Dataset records

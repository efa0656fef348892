//! Parameter conversion.
//!
//! Pure mapping from a live editor's runtime fields to a persisted
//! [`ParameterRecord`], dispatching on the editor's variant. The returned
//! record owns every array it carries, so later mutation of the live
//! instance can never reach the store.

use crate::editor::{EditorState, LiveEditor};
use overlay_model::{OverlayPayload, ParameterRecord};

/// Convert a live editor into its persisted record.
///
/// Returns `None` when the editor cannot be persisted: an unsupported
/// variant, or an ink editor whose stroke gesture has not settled yet.
/// Callers treat `None` as "cannot persist, log and drop".
pub fn to_record(editor: &LiveEditor) -> Option<ParameterRecord> {
    let payload = match &editor.state {
        EditorState::Highlight { selected_text, color, boxes } => OverlayPayload::Highlight {
            selected_text: selected_text.clone(),
            color: *color,
            boxes: boxes.clone(),
        },
        EditorState::FreeText { content, color, font_size } => OverlayPayload::FreeText {
            content: content.clone(),
            color: *color,
            font_size: *font_size,
        },
        EditorState::Ink(ink) => OverlayPayload::Ink(ink.serialize()?),
        EditorState::Arrow { arrow_type, .. } => OverlayPayload::Arrow { arrow_type: *arrow_type },
        EditorState::Stamp { img_base64 } => {
            OverlayPayload::Stamp { img_base64: img_base64.clone() }
        }
        EditorState::Line { .. } => return None,
    };

    let mut record = ParameterRecord {
        id: editor.id.clone(),
        page_index: editor.page_index,
        x: editor.x,
        y: editor.y,
        width: editor.width,
        height: editor.height,
        is_centered: editor.is_centered,
        hidden: false,
        payload,
    };

    // Arrows report their geometry through the raw rectangle, not the
    // common fields.
    if let EditorState::Arrow { raw_x, raw_y, raw_width, raw_height, .. } = editor.state {
        record.x = raw_x;
        record.y = raw_y;
        record.width = raw_width;
        record.height = raw_height;
    }

    Some(record)
}
//! Live editor instance state.
//!
//! A [`LiveEditor`] is the transient on-screen object the host surface
//! manages while an overlay is visible. It is never persisted directly;
//! the parameter converter mediates between this runtime state and the
//! stored [`overlay_model::ParameterRecord`].

use crate::ink_path::{DrawablePath, StrokePath};
use overlay_model::{Color, InkPayload, InkStroke, OverlayId, SelectionBox};

/// Runtime kind of a live editor.
///
/// A superset of the persistable overlay variants: line editors exist on
/// screen but have no persisted representation.
#[derive(Debug, Clone, Copy, PartialEq, Eq, Hash)]
pub enum EditorKind {
    Highlight,
    FreeText,
    Ink,
    Arrow,
    Stamp,
    Line,
}

/// Runtime state of a free-hand drawing editor.
#[derive(Debug, Clone, PartialEq)]
pub struct InkState {
    pub color: Color,
    pub thickness: f32,
    pub opacity: f32,
    /// Committed strokes in document space.
    pub strokes: Vec<InkStroke>,
    /// Bounding rect `[bl_x, bl_y, tr_x, tr_y]` in document space.
    pub rect: [f32; 4],
    pub rotation: u16,
    /// True while a stroke gesture is still in progress.
    pub drawing: bool,
    /// Reconstructed device-space paths, populated on materialization.
    pub device_paths: Vec<StrokePath>,
    pub drawables: Vec<DrawablePath>,
}

impl InkState {
    /// Completed serialization of the drawing, or `None` while a stroke is
    /// in progress.
    pub fn serialize(&self) -> Option<InkPayload> {
        if self.drawing {
            return None;
        }
        Some(InkPayload {
            color: self.color,
            thickness: self.thickness,
            opacity: self.opacity,
            strokes: self.strokes.clone(),
            rect: self.rect,
            rotation: self.rotation,
        })
    }
}

/// Per-variant runtime state of a live editor.
#[derive(Debug, Clone, PartialEq)]
pub enum EditorState {
    Highlight {
        selected_text: String,
        color: Color,
        boxes: Vec<SelectionBox>,
    },
    FreeText {
        content: String,
        color: Color,
        font_size: f32,
    },
    Ink(InkState),
    Arrow {
        /// Raw rectangle in normalized page coordinates, as reported by the
        /// editor's own geometry rather than the common fields.
        raw_x: f32,
        raw_y: f32,
        raw_width: f32,
        raw_height: f32,
        arrow_type: u32,
    },
    Stamp {
        img_base64: String,
    },
    /// Text strike-line selection editor; on-screen only, never persisted.
    Line {
        selected_text: String,
        boxes: Vec<SelectionBox>,
    },
}

impl EditorState {
    pub fn kind(&self) -> EditorKind {
        match self {
            EditorState::Highlight { .. } => EditorKind::Highlight,
            EditorState::FreeText { .. } => EditorKind::FreeText,
            EditorState::Ink(_) => EditorKind::Ink,
            EditorState::Arrow { .. } => EditorKind::Arrow,
            EditorState::Stamp { .. } => EditorKind::Stamp,
            EditorState::Line { .. } => EditorKind::Line,
        }
    }
}

/// A live, on-screen editor instance.
///
/// Owned by the host surface's editor layer for as long as it is on screen.
/// Created by direct user interaction or by the materialization controller.
#[derive(Debug, Clone, PartialEq)]
pub struct LiveEditor {
    pub id: OverlayId,
    pub page_index: u16,
    /// Geometry normalized (0..1) to the page dimensions.
    pub x: f32,
    pub y: f32,
    pub width: f32,
    pub height: f32,
    pub is_centered: bool,
    /// Set when the instance was constructed from stored state rather than
    /// direct user action.
    pub from_command: bool,
    pub state: EditorState,
}

impl LiveEditor {
    pub fn kind(&self) -> EditorKind {
        self.state.kind()
    }
}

(Exercise objective): Give the data again, exactly as it appears above.

(Response to the task):
repository efa0656fef348892
//! Parameter conversion.
//!
//! Pure mapping from a live editor's runtime fields to a persisted
//! [`ParameterRecord`], dispatching on the editor's variant. The returned
//! record owns every array it carries, so later mutation of the live
//! instance can never reach the store.

use crate::editor::{EditorState, LiveEditor};
use overlay_model::{OverlayPayload, ParameterRecord};

/// Convert a live editor into its persisted record.
///
/// Returns `None` when the editor cannot be persisted: an unsupported
/// variant, or an ink editor whose stroke gesture has not settled yet.
/// Callers treat `None` as "cannot persist, log and drop".
pub fn to_record(editor: &LiveEditor) -> Option<ParameterRecord> {
    let payload = match &editor.state {
        EditorState::Highlight { selected_text, color, boxes } => OverlayPayload::Highlight {
            selected_text: selected_text.clone(),
            color: *color,
            boxes: boxes.clone(),
        },
        EditorState::FreeText { content, color, font_size } => OverlayPayload::FreeText {
            content: content.clone(),
            color: *color,
            font_size: *font_size,
        },
        EditorState::Ink(ink) => OverlayPayload::Ink(ink.serialize()?),
        EditorState::Arrow { arrow_type, .. } => OverlayPayload::Arrow { arrow_type: *arrow_type },
        EditorState::Stamp { img_base64 } => {
            OverlayPayload::Stamp { img_base64: img_base64.clone() }
        }
        EditorState::Line { .. } => return None,
    };

    let mut record = ParameterRecord {
        id: editor.id.clone(),
        page_index: editor.page_index,
        x: editor.x,
        y: editor.y,
        width: editor.width,
        height: editor.height,
        is_centered: editor.is_centered,
        hidden: false,
        payload,
    };

    // Arrows report their geometry through the raw rectangle, not the
    // common fields.
    if let EditorState::Arrow { raw_x, raw_y, raw_width, raw_height, .. } = editor.state {
        record.x = raw_x;
        record.y = raw_y;
        record.width = raw_width;
        record.height = raw_height;
    }

    Some(record)
}
//! Live editor instance state.
//!
//! A [`LiveEditor`] is the transient on-screen object the host surface
//! manages while an overlay is visible. It is never persisted directly;
//! the parameter converter mediates between this runtime state and the
//! stored [`overlay_model::ParameterRecord`].

use crate::ink_path::{DrawablePath, StrokePath};
use overlay_model::{Color, InkPayload, InkStroke, OverlayId, SelectionBox};

/// Runtime kind of a live editor.
///
/// A superset of the persistable overlay variants: line editors exist on
/// screen but have no persisted representation.
#[derive(Debug, Clone, Copy, PartialEq, Eq, Hash)]
pub enum EditorKind {
    Highlight,
    FreeText,
    Ink,
    Arrow,
    Stamp,
    Line,
}

/// Runtime state of a free-hand drawing editor.
#[derive(Debug, Clone, PartialEq)]
pub struct InkState {
    pub color: Color,
    pub thickness: f32,
    pub opacity: f32,
    /// Committed strokes in document space.
    pub strokes: Vec<InkStroke>,
    /// Bounding rect `[bl_x, bl_y, tr_x, tr_y]` in document space.
    pub rect: [f32; 4],
    pub rotation: u16,
    /// True while a stroke gesture is still in progress.
    pub drawing: bool,
    /// Reconstructed device-space paths, populated on materialization.
    pub device_paths: Vec<StrokePath>,
    pub drawables: Vec<DrawablePath>,
}

impl InkState {
    /// Completed serialization of the drawing, or `None` while a stroke is
    /// in progress.
    pub fn serialize(&self) -> Option<InkPayload> {
        if self.drawing {
            return None;
        }
        Some(InkPayload {
            color: self.color,
            thickness: self.thickness,
            opacity: self.opacity,
            strokes: self.strokes.clone(),
            rect: self.rect,
            rotation: self.rotation,
        })
    }
}

/// Per-variant runtime state of a live editor.
#[derive(Debug, Clone, PartialEq)]
pub enum EditorState {
    Highlight {
        selected_text: String,
        color: Color,
        boxes: Vec<SelectionBox>,
    },
    FreeText {
        content: String,
        color: Color,
        font_size: f32,
    },
    Ink(InkState),
    Arrow {
        /// Raw rectangle in normalized page coordinates, as reported by the
        /// editor's own geometry rather than the common fields.
        raw_x: f32,
        raw_y: f32,
        raw_width: f32,
        raw_height: f32,
        arrow_type: u32,
    },
    Stamp {
        img_base64: String,
    },
    /// Text strike-line selection editor; on-screen only, never persisted.
    Line {
        selected_text: String,
        boxes: Vec<SelectionBox>,
    },
}

impl EditorState {
    pub fn kind(&self) -> EditorKind {
        match self {
            EditorState::Highlight { .. } => EditorKind::Highlight,
            EditorState::FreeText { .. } => EditorKind::FreeText,
            EditorState::Ink(_) => EditorKind::Ink,
            EditorState::Arrow { .. } => EditorKind::Arrow,
            EditorState::Stamp { .. } => EditorKind::Stamp,
            EditorState::Line { .. } => EditorKind::Line,
        }
    }
}

/// A live, on-screen editor instance.
///
/// Owned by the host surface's editor layer for as long as it is on screen.
/// Created by direct user interaction or by the materialization controller.
#[derive(Debug, Clone, PartialEq)]
pub struct LiveEditor {
    pub id: OverlayId,
    pub page_index: u16,
    /// Geometry normalized (0..1) to the page dimensions.
    pub x: f32,
    pub y: f32,
    pub width: f32,
    pub height: f32,
    pub is_centered: bool,
    /// Set when the instance was constructed from stored state rather than
    /// direct user action.
    pub from_command: bool,
    pub state: EditorState,
}

impl LiveEditor {
    pub fn kind(&self) -> EditorKind {
        self.state.kind()
    }
}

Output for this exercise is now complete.